Collected data entries
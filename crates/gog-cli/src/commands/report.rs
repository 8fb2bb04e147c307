//! Console output for link events

use colored::Colorize;
use gog_core::{LinkEvent, Reporter};

/// Prints links and unlinks to stdout and failures to stderr.
#[derive(Debug, Default)]
pub struct ConsoleReporter {
    failures: usize,
}

impl ConsoleReporter {
    pub fn new() -> Self {
        Self::default()
    }

    /// Number of entries that were skipped because of an error.
    pub fn failures(&self) -> usize {
        self.failures
    }
}

impl Reporter for ConsoleReporter {
    fn report(&mut self, event: LinkEvent) {
        if event.is_failure() {
            self.failures += 1;
            eprintln!("{} {}", "ERROR".red().bold(), event);
        } else {
            println!("{event}");
        }
    }
}
//! Moving external paths into a repository and taking them out again

use std::fs;
use std::io;
use std::path::{Path, PathBuf};

use gog_fs::PathMapper;

use crate::validate::{should_skip, validate_target_path};
use crate::{Error, Result};

/// Copy `target` into the repository at its internal location.
///
/// Directories are copied recursively, leaving out backups and anything that
/// already lives in `base_dir`. A target that already resolves to its internal
/// path is left alone.
pub fn add_path(paths: &PathMapper, base_dir: &Path, target: &Path) -> Result<()> {
    validate_target_path(target, base_dir)?;

    let resolved = dunce::canonicalize(target).map_err(|e| Error::io(target, e))?;
    let internal = paths.to_internal(target);
    if dunce::canonicalize(&internal).is_ok_and(|internal| internal == resolved) {
        tracing::debug!(path = %target.display(), "Already in repository");
        return Ok(());
    }

    if resolved.is_dir() {
        let bases = managed_dirs(base_dir);
        gog_fs::copy_dir(&resolved, &internal, &|src: &Path, _: &Path| {
            bases.iter().any(|base| should_skip(src, base))
        })?;
    } else {
        if let Some(parent) = internal.parent() {
            fs::create_dir_all(parent).map_err(|e| Error::io(parent, e))?;
        }
        gog_fs::copy_file(&resolved, &internal)?;
    }

    tracing::debug!(from = %target.display(), to = %internal.display(), "Copied into repository");
    Ok(())
}

/// Delete the internal counterpart of `target`. A missing path is not an
/// error.
pub fn remove_path(paths: &PathMapper, base_dir: &Path, target: &Path) -> Result<()> {
    validate_target_path(target, base_dir)?;

    let internal = paths.to_internal(target);
    let metadata = match fs::symlink_metadata(&internal) {
        Ok(metadata) => metadata,
        Err(e) if e.kind() == io::ErrorKind::NotFound => return Ok(()),
        Err(e) => return Err(Error::io(&internal, e)),
    };

    if metadata.is_dir() {
        fs::remove_dir_all(&internal)
    } else {
        fs::remove_file(&internal)
    }
    .map_err(|e| Error::io(&internal, e))?;

    tracing::debug!(path = %internal.display(), "Removed from repository");
    Ok(())
}

/// [`add_path`] for each target, stopping at the first failure.
pub fn add_paths(paths: &PathMapper, base_dir: &Path, targets: &[PathBuf]) -> Result<()> {
    targets
        .iter()
        .try_for_each(|target| add_path(paths, base_dir, target))
}

/// [`remove_path`] for each target, stopping at the first failure.
pub fn remove_paths(paths: &PathMapper, base_dir: &Path, targets: &[PathBuf]) -> Result<()> {
    targets
        .iter()
        .try_for_each(|target| remove_path(paths, base_dir, target))
}

// Copied entries have their symlinks resolved, so the base directory is
// compared both as configured and as resolved.
fn managed_dirs(base_dir: &Path) -> Vec<PathBuf> {
    let mut dirs = vec![base_dir.to_path_buf()];
    if let Ok(resolved) = dunce::canonicalize(base_dir) {
        if resolved != base_dir {
            dirs.push(resolved);
        }
    }
    dirs
}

Directions for this task: In how many lines of the records does the word "parent" occur? Reply with the number only.

Exercise response: 2